Guidelines have been defined as 'systematically developed statements to assist practitioner and patient decisions about appropriate healthcare for specific clinical circumstances' with a purpose to 'make explicit recommendations with a definite intent to influence what clinicians do'.
Cardiovascular medicine is an area that has long been characterised by clinical guidelines.
This trend shows no sign of abating with the December 2005 release of the Joint British Societies' Guidelines on Prevention of Cardiovascular Disease (CVD) in Clinical Practice 3 - abbreviated to 'JBS 2'.
The 'joint societies' in question are a number of fee-charging and sponsorship-dependent professional groups with a stated interest in CVD or diabetes.
JBS 2 follows and develops the comprehensive recommendations encompassed some seven years ago by its predecessor, JBS 1. This original document had a major influence on shaping the critically important policy document, the NSF for CHD.

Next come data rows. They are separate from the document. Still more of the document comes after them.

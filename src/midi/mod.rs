//! Standard MIDI File output

pub mod track;
pub mod vlq;
pub mod writer;

pub use track::{OverflowPolicy, TrackChunk, TrackWriter};
pub use writer::SmfWriter;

Running to 52 pages of dense text, JBS 2 in its current form is not suited for use by GPs working in a busy real-time environment - the document is more of a reference level resource. It would be more useful to GPs if JBS 2 was eventually made available in a short form.
The intended scope of this guideline is to address 'all atherosclerotic CVD. The target population is adequately described and although specific clinical questions are not highlighted, these can be inferred from the discussions on lifestyle interventions and risk factor management.

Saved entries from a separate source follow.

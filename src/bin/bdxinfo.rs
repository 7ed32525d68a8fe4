//! BDX song metadata as JSON

use bdx2midi::bdx::{BdxReader, SongInfo};
use clap::Parser;
use std::fs::{self, File};
use std::io::Write;
use std::path::PathBuf;
use tracing_subscriber::EnvFilter;

#[derive(Parser, Debug)]
#[command(name = "bdxinfo")]
#[command(version = "0.1.0")]
#[command(about = "Print BDX song metadata as JSON", long_about = None)]
struct Args {
    /// Input BDX file
    input: PathBuf,

    /// Output JSON file (writes to stdout if not specified)
    #[arg(short, long)]
    output: Option<PathBuf>,

    /// Output compact JSON (default is pretty-printed)
    #[arg(short, long)]
    compact: bool,
}

fn main() -> Result<(), bdx2midi::Error> {
    tracing_subscriber::fmt()
        .with_env_filter(EnvFilter::try_from_default_env().unwrap_or_else(|_| EnvFilter::new("warn")))
        .with_writer(std::io::stderr)
        .init();

    let args = Args::parse();

    let data = fs::read(&args.input)?;
    let reader = BdxReader::new(&data)?;
    let info = SongInfo::read(&reader)?;

    let json = if args.compact {
        serde_json::to_string(&info)?
    } else {
        serde_json::to_string_pretty(&info)?
    };

    match args.output {
        Some(path) => {
            let mut file = File::create(path)?;
            file.write_all(json.as_bytes())?;
            file.write_all(b"\n")?;
        }
        None => {
            println!("{}", json);
        }
    }

    Ok(())
}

The guideline has been developed under the direction of the respective professional groups, and given the specialist nature of these it may have been desirable to have incorporated non-specialist opinion as well.
There does not appear to be have been any stakeholder involvement through either seeking the views and preferences of patients, or piloting the recommendations among intended users, hence the recommendations are specifically those from the perspective of the authoring organisations.

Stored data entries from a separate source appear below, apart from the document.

//! Chord symbols and how they are voiced on six strings
//!
//! Every chord part renders onto six voices ("strings"). Guitar parts use
//! fret shapes over standard tuning; piano parts stack triad or tetrad
//! intervals under a ceiling note and spread them by the configured spacing.

use super::envelope::SparseTimeline;
use crate::bdx::header::{offset, CUSTOM_CHORD_COUNT};
use crate::bdx::BdxReader;
use crate::error::Result;

/// Voices per chord part
pub const STRING_COUNT: usize = 6;

/// Open-string notes, high E down to low E
pub const OPEN_STRINGS: [u8; STRING_COUNT] = [0x4C, 0x47, 0x43, 0x3E, 0x39, 0x34];

/// Root byte that marks a custom chord reference
pub const CUSTOM_ROOT: u8 = 0xFF;

/// One note per string; 0 leaves the string silent
pub type Voicing = [u8; STRING_COUNT];

/// Encoded chord symbol: root byte (accidental << 4 | letter) and quality byte
#[derive(Debug, Clone, Copy, PartialEq, Eq, Hash)]
pub struct ChordSymbol {
    pub root: u8,
    pub quality: u8,
}

impl ChordSymbol {
    /// Value of timeline slots before the first chord change
    pub const UNSET: Self = Self::from_raw(0x8080);

    pub const fn from_raw(raw: u16) -> Self {
        Self {
            root: (raw >> 8) as u8,
            quality: raw as u8,
        }
    }

    /// Index into a custom chord table, if this symbol references one
    pub fn custom_index(&self) -> Option<usize> {
        (self.root == CUSTOM_ROOT).then_some(self.quality as usize)
    }

    /// Pitch class of the root, accidental applied (C flat gives -1)
    pub fn root_pitch(&self) -> i32 {
        let accidental = match self.root >> 4 {
            1 => 1,
            2 => -1,
            _ => 0,
        };
        let natural = match self.root & 0x0F {
            0 => 0,
            1 => 2,
            2 => 4,
            3 => 5,
            4 => 7,
            5 => 9,
            6 => 11,
            _ => return 0,
        };
        natural + accidental
    }
}

/// Read the song's chord change table and spread it over `len` steps
pub fn read_chord_track(reader: &BdxReader<'_>, len: usize) -> Result<Vec<ChordSymbol>> {
    let count = reader.u8_at(offset::CHORD_COUNT)? as usize;
    let mut timeline = SparseTimeline::new(len);
    for i in 0..count {
        let record = offset::CHORD_TABLE + i * offset::CHORD_STRIDE;
        let tick = reader.u16_le_at(record)?;
        let symbol = ChordSymbol::from_raw(reader.u16_le_at(record + 2)?);
        timeline.set(tick, symbol);
    }
    Ok(timeline
        .resolve()
        .into_iter()
        .map(|s| s.unwrap_or(ChordSymbol::UNSET))
        .collect())
}

/// Clamp a computed tone to a playable note (0 when out of range)
fn tone(note: i32) -> u8 {
    match u8::try_from(note) {
        Ok(n) if n < 0x80 => n,
        _ => 0,
    }
}

// Piano

/// Intervals of the three-voice form of each chord quality
fn triad(quality: u8) -> [i32; 3] {
    match quality {
        0 => [0, 4, 7],   // major
        1 => [0, 3, 7],   // minor
        2 => [0, 4, 10],  // 7
        3 => [0, 4, 11],  // maj7
        4 => [0, 3, 10],  // m7
        5 => [3, 6, 9],   // dim
        6 => [3, 6, 10],  // m7b5
        7 => [0, 4, 8],   // aug
        8 => [0, 5, 7],   // sus4
        9 => [0, 5, 10],  // 7sus4
        10 => [4, 7, 9],  // 6
        11 => [4, 7, 14], // add9
        _ => [0, 0, 0],
    }
}

/// Intervals of the four-voice form of the qualities that have one
fn tetrad(quality: u8) -> [i32; 4] {
    match quality {
        2 => [0, 4, 7, 10],
        3 => [0, 4, 7, 11],
        4 => [0, 3, 7, 10],
        5 => [0, 3, 6, 9],
        6 => [0, 3, 6, 10],
        9 => [0, 5, 7, 10],
        10 => [0, 4, 7, 9],
        11 => [0, 4, 7, 14],
        _ => [0, 0, 0, 0],
    }
}

/// Qualities whose fourth voice doubles a chord tone an octave down
fn doubles_fourth_voice(quality: u8) -> bool {
    matches!(quality, 0 | 1 | 7 | 8)
}

/// How far apart the voices of a piano chord are spread
#[derive(Debug, Clone, Copy, PartialEq, Eq)]
pub enum Spacing {
    Dense,
    Medium,
    Coarse,
}

/// Piano voicing settings shared by every piano part of a song
#[derive(Debug, Clone, Copy, PartialEq, Eq)]
pub struct PianoVoicing {
    /// Highest note any voice may take
    pub ceiling: u8,
    pub four_voices: bool,
    pub spacing: Spacing,
}

impl PianoVoicing {
    /// Decode from the ceiling byte and the mode byte (voices * 3 + spacing)
    pub fn from_bytes(ceiling: u8, mode: u8) -> Self {
        let spacing = match mode % 3 {
            0 => Spacing::Dense,
            1 => Spacing::Medium,
            _ => Spacing::Coarse,
        };
        Self {
            ceiling,
            four_voices: mode / 3 != 0,
            spacing,
        }
    }

    pub fn read(reader: &BdxReader<'_>) -> Result<Self> {
        Ok(Self::from_bytes(
            reader.u8_at(offset::VOICING_CEILING)?,
            reader.u8_at(offset::VOICING_MODE)?,
        ))
    }

    /// Octave-aligned starting point for chord tones
    fn base(&self) -> i32 {
        0x30 + 12 * (self.ceiling as i32 / 12 - 4)
    }

    /// Lower `note` by octaves until it is under the ceiling
    fn below_ceiling(&self, mut note: i32) -> i32 {
        while note > self.ceiling as i32 {
            note -= 12;
        }
        note
    }

    /// Voice a standard chord symbol
    pub fn voice(&self, symbol: ChordSymbol) -> Voicing {
        let root = symbol.root_pitch();
        let mut voicing = [0; STRING_COUNT];

        if !self.four_voices {
            let mut notes = triad(symbol.quality).map(|i| self.below_ceiling(self.base() + root + i));
            notes.sort_unstable();
            match self.spacing {
                Spacing::Dense => {}
                Spacing::Medium => notes[1] -= 12,
                Spacing::Coarse => {
                    notes[1] -= 24;
                    notes[0] -= 12;
                }
            }
            for (slot, note) in voicing.iter_mut().zip(notes) {
                *slot = tone(note);
            }
        } else if doubles_fourth_voice(symbol.quality) {
            // The added voice is an octave under the last tone that needed no lowering
            let mut added = 0;
            let mut notes = [0; 3];
            for (note, interval) in notes.iter_mut().zip(triad(symbol.quality)) {
                let placed = self.base() + root + interval;
                if placed > self.ceiling as i32 {
                    *note = self.below_ceiling(placed);
                } else {
                    *note = placed;
                    added = placed - 12;
                }
            }
            notes.sort_unstable();
            match self.spacing {
                Spacing::Dense => {}
                Spacing::Medium => notes[1] -= 12,
                Spacing::Coarse => {
                    notes[1] -= 12;
                    added -= 12;
                }
            }
            for (slot, note) in voicing.iter_mut().zip(notes) {
                *slot = tone(note);
            }
            voicing[4] = tone(added);
        } else {
            let mut notes = tetrad(symbol.quality).map(|i| self.below_ceiling(self.base() + root + i));
            notes.sort_unstable();
            match self.spacing {
                Spacing::Dense => {}
                Spacing::Medium => notes[2] -= 12,
                Spacing::Coarse => {
                    notes[2] -= 12;
                    notes[0] -= 12;
                }
            }
            for (slot, note) in voicing.iter_mut().zip(notes) {
                *slot = tone(note);
            }
        }

        voicing
    }
}

/// Voice a custom piano chord: four stored notes, highest byte first
pub fn piano_custom(reader: &BdxReader<'_>, index: usize) -> Result<Voicing> {
    let stored = reader.bytes_at(offset::PIANO_CUSTOM_CHORDS + index * 4, 4)?;
    let mut voicing = [0; STRING_COUNT];
    for (slot, &note) in voicing.iter_mut().zip(stored.iter().rev()) {
        *slot = tone(note as i32);
    }
    Ok(voicing)
}

// Guitar

/// Fret per string for each root pitch class and chord quality
const GUITAR_FRETS: [[[u8; STRING_COUNT]; 12]; 12] = [
    // C
    [
        [0, 1, 0, 2, 3, 0],
        [3, 4, 5, 5, 3, 3],
        [0, 1, 3, 2, 3, 0],
        [0, 0, 0, 2, 3, 0],
        [3, 4, 3, 5, 3, 3],
        [2, 1, 2, 1, 0, 0],
        [0, 4, 3, 4, 3, 0],
        [0, 1, 1, 2, 3, 0],
        [3, 6, 5, 5, 3, 3],
        [3, 6, 3, 5, 3, 3],
        [5, 5, 5, 5, 3, 0],
        [0, 3, 0, 2, 3, 0],
    ],
    // C#
    [
        [4, 6, 6, 6, 4, 4],
        [4, 5, 6, 6, 4, 4],
        [4, 6, 4, 6, 4, 4],
        [4, 6, 5, 6, 4, 4],
        [4, 5, 4, 6, 4, 4],
        [3, 2, 3, 2, 0, 0],
        [0, 5, 4, 5, 4, 0],
        [0, 2, 2, 3, 4, 0],
        [4, 7, 6, 6, 4, 4],
        [4, 7, 4, 6, 4, 4],
        [6, 6, 6, 6, 4, 0],
        [4, 4, 6, 6, 4, 4],
    ],
    // D
    [
        [2, 3, 2, 0, 0, 0],
        [1, 3, 2, 0, 0, 0],
        [2, 1, 2, 0, 0, 0],
        [2, 2, 2, 0, 0, 0],
        [1, 1, 2, 0, 0, 0],
        [1, 0, 1, 0, 0, 0],
        [1, 1, 1, 0, 0, 0],
        [2, 3, 3, 0, 0, 0],
        [3, 3, 2, 0, 0, 0],
        [3, 1, 2, 0, 0, 0],
        [2, 0, 2, 0, 0, 0],
        [0, 3, 2, 0, 0, 0],
    ],
    // D#
    [
        [6, 8, 8, 8, 6, 6],
        [6, 7, 8, 8, 6, 6],
        [6, 8, 6, 8, 6, 6],
        [6, 8, 7, 8, 6, 6],
        [6, 7, 6, 8, 6, 6],
        [2, 1, 2, 1, 0, 0],
        [2, 2, 2, 1, 0, 0],
        [0, 4, 4, 5, 6, 0],
        [6, 9, 8, 8, 6, 6],
        [6, 9, 6, 8, 6, 6],
        [8, 8, 8, 8, 6, 0],
        [6, 6, 8, 8, 6, 6],
    ],
    // E
    [
        [0, 0, 1, 2, 2, 0],
        [0, 0, 0, 2, 2, 0],
        [0, 0, 1, 0, 2, 0],
        [0, 0, 1, 1, 2, 0],
        [0, 0, 0, 0, 2, 0],
        [3, 2, 3, 2, 0, 0],
        [3, 3, 3, 2, 0, 0],
        [0, 1, 1, 2, 0, 0],
        [0, 0, 2, 2, 2, 0],
        [0, 0, 2, 0, 2, 0],
        [0, 2, 1, 2, 2, 0],
        [2, 0, 1, 2, 2, 0],
    ],
    // F
    [
        [1, 1, 2, 3, 3, 1],
        [1, 1, 1, 3, 3, 1],
        [1, 1, 2, 1, 3, 1],
        [0, 1, 2, 3, 0, 0],
        [1, 1, 1, 1, 3, 1],
        [1, 0, 1, 0, 0, 0],
        [4, 4, 4, 3, 0, 0],
        [1, 2, 2, 3, 0, 0],
        [1, 1, 3, 3, 3, 1],
        [1, 1, 3, 1, 3, 1],
        [0, 3, 2, 0, 3, 1],
        [3, 1, 2, 3, 0, 0],
    ],
    // F#
    [
        [2, 2, 3, 4, 4, 2],
        [2, 2, 2, 4, 4, 2],
        [2, 2, 3, 2, 4, 2],
        [0, 0, 0, 2, 3, 0],
        [2, 2, 2, 2, 4, 2],
        [2, 1, 2, 1, 0, 0],
        [0, 1, 2, 2, 0, 2],
        [2, 3, 3, 4, 0, 0],
        [2, 2, 4, 4, 4, 2],
        [2, 2, 4, 2, 4, 2],
        [0, 2, 3, 1, 0, 2],
        [4, 2, 3, 4, 0, 0],
    ],
    // G
    [
        [3, 0, 0, 0, 2, 3],
        [3, 3, 3, 5, 5, 3],
        [1, 0, 0, 0, 2, 3],
        [2, 0, 0, 0, 2, 3],
        [3, 3, 3, 3, 5, 3],
        [3, 2, 3, 2, 0, 0],
        [0, 2, 3, 3, 0, 3],
        [3, 4, 4, 5, 0, 0],
        [3, 3, 5, 5, 5, 3],
        [3, 3, 5, 3, 5, 3],
        [0, 0, 0, 0, 2, 3],
        [5, 3, 4, 5, 0, 0],
    ],
    // G#
    [
        [4, 4, 5, 6, 6, 4],
        [4, 4, 4, 6, 6, 4],
        [4, 4, 5, 4, 6, 4],
        [4, 4, 5, 5, 6, 4],
        [4, 4, 4, 4, 6, 4],
        [1, 0, 1, 0, 0, 0],
        [0, 3, 4, 4, 0, 4],
        [4, 5, 5, 6, 0, 0],
        [4, 4, 6, 6, 6, 4],
        [4, 4, 6, 4, 6, 4],
        [0, 4, 5, 3, 0, 4],
        [6, 4, 5, 6, 0, 0],
    ],
    // A
    [
        [0, 2, 2, 2, 0, 0],
        [0, 1, 2, 2, 0, 0],
        [0, 2, 0, 2, 0, 0],
        [0, 2, 1, 2, 0, 0],
        [0, 1, 0, 2, 0, 0],
        [2, 1, 2, 1, 0, 0],
        [0, 4, 5, 5, 0, 5],
        [1, 2, 2, 3, 0, 0],
        [0, 3, 2, 2, 0, 0],
        [0, 3, 0, 2, 0, 0],
        [2, 2, 2, 2, 0, 0],
        [0, 0, 2, 2, 0, 0],
    ],
    // A#
    [
        [1, 3, 3, 3, 1, 1],
        [1, 2, 3, 3, 1, 1],
        [1, 3, 1, 3, 1, 1],
        [1, 3, 2, 3, 1, 1],
        [1, 2, 1, 3, 1, 1],
        [3, 2, 3, 2, 0, 0],
        [0, 2, 1, 2, 1, 0],
        [2, 3, 3, 4, 0, 0],
        [1, 4, 3, 3, 1, 1],
        [1, 4, 1, 3, 1, 1],
        [3, 3, 3, 3, 1, 0],
        [1, 1, 3, 3, 1, 1],
    ],
    // B
    [
        [2, 4, 4, 4, 2, 2],
        [2, 3, 4, 4, 2, 2],
        [2, 0, 2, 1, 2, 0],
        [2, 4, 3, 4, 2, 2],
        [2, 3, 2, 4, 2, 2],
        [1, 0, 1, 0, 0, 0],
        [0, 3, 2, 3, 2, 0],
        [3, 4, 4, 5, 0, 0],
        [2, 5, 4, 4, 2, 2],
        [2, 5, 2, 4, 2, 2],
        [4, 4, 4, 4, 2, 0],
        [2, 2, 4, 4, 2, 2],
    ],
];

/// Strings left unplayed by the standard shape at `key` (root * 0x10 + quality)
fn guitar_mutes(key: i32) -> [bool; STRING_COUNT] {
    match key {
        0xBA | 0xB2 | 0xAA | 0x97 | 0x95 | 0x3A | 0x2B | 0x2A | 0x29 | 0x28 | 0x24 | 0x23 | 0x22 | 0x21 | 0x20 | 0x1A | 0x0A | 0x02 => [false, false, false, false, false, true],
        0xB7 | 0xB5 | 0xA7 | 0xA5 | 0x8B | 0x87 | 0x85 | 0x7B | 0x75 | 0x6B | 0x67 | 0x65 | 0x5B | 0x57 | 0x56 | 0x55 | 0x53 | 0x47 | 0x46 | 0x45 | 0x36 | 0x35 | 0x27 | 0x26 | 0x25 | 0x15 | 0x05 => [false, false, false, false, true, true],
        0xB6 | 0xA6 | 0x37 | 0x17 | 0x16 | 0x07 | 0x06 => [true, false, false, false, false, true],
        0x5A => [true, false, false, false, false, false],
        0x66 => [false, false, false, false, true, false],
        0x96 | 0x8A | 0x86 | 0x76 | 0x6A => [true, false, false, false, true, false],
        _ => [false; STRING_COUNT],
    }
}

/// Fret positions of the standard shape at `key`
fn guitar_frets(key: i32) -> [u8; STRING_COUNT] {
    let (root, quality) = (key >> 4, key & 0x0F);
    if (0..12).contains(&root) && quality < 12 {
        GUITAR_FRETS[root as usize][quality as usize]
    } else {
        [0; STRING_COUNT]
    }
}

/// A six-string fret/mute shape
#[derive(Debug, Clone, Copy, Default, PartialEq, Eq)]
pub struct GuitarShape {
    pub frets: [u8; STRING_COUNT],
    pub mutes: [bool; STRING_COUNT],
}

/// Custom shapes, one per custom chord slot
pub type CustomShapes = [GuitarShape; CUSTOM_CHORD_COUNT];

impl GuitarShape {
    /// Shape for a standard chord symbol
    pub fn standard(symbol: ChordSymbol) -> Self {
        let key = symbol.root_pitch() * 0x10 + symbol.quality as i32;
        Self {
            frets: guitar_frets(key),
            mutes: guitar_mutes(key),
        }
    }

    /// Unpack five bits per string: fret in bits 0-3, mute in bit 4
    pub fn unpack(word: u32) -> Self {
        let mut shape = Self::default();
        for string in 0..STRING_COUNT {
            let bits = word >> (string * 5);
            shape.frets[string] = (bits & 0x0F) as u8;
            shape.mutes[string] = (bits >> 4) & 1 != 0;
        }
        shape
    }

    /// Notes sounded by this shape
    pub fn voicing(&self) -> Voicing {
        let mut voicing = [0; STRING_COUNT];
        for string in 0..STRING_COUNT {
            if !self.mutes[string] {
                voicing[string] = tone((OPEN_STRINGS[string] + self.frets[string]) as i32);
            }
        }
        voicing
    }
}

/// Read the song's custom guitar shapes
pub fn read_custom_shapes(reader: &BdxReader<'_>) -> Result<CustomShapes> {
    let mut shapes = CustomShapes::default();
    for (i, shape) in shapes.iter_mut().enumerate() {
        *shape = GuitarShape::unpack(reader.u32_le_at(offset::GUITAR_CUSTOM_CHORDS + i * 4)?);
    }
    Ok(shapes)
}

The methodology underpinning these guidelines is not specifically described.
In a clinical trial report, it is essential to state the methodology, and it is important that readers of guidelines are able to assess the reproducibility of the guideline process so that the distinction between opinion and systematic appraisal is maintained.
Although reference is made to searches for systematic reviews and meta-analyses and the role of evidence-based medicine is discussed, it is not possible to determine how these processes have been adopted in relation to the conclusions.
The information is presented with reasonable clarity and the recommendations are specific and unambiguous. Much of the document is referenced, although the recommendations have not been graded, thereby diminishing the quality of the guideline.
The document is written in a narrative style conveyed in the first person plural ('we recommend', 'we believe').
Key recommendations are easily identifiable, and where appropriate the tools required for application are provided, for example risk-estimation charts.
The potential impact of the guideline on workload and resources is not evaluated, lending a slightly idealistic slant to the recommendations.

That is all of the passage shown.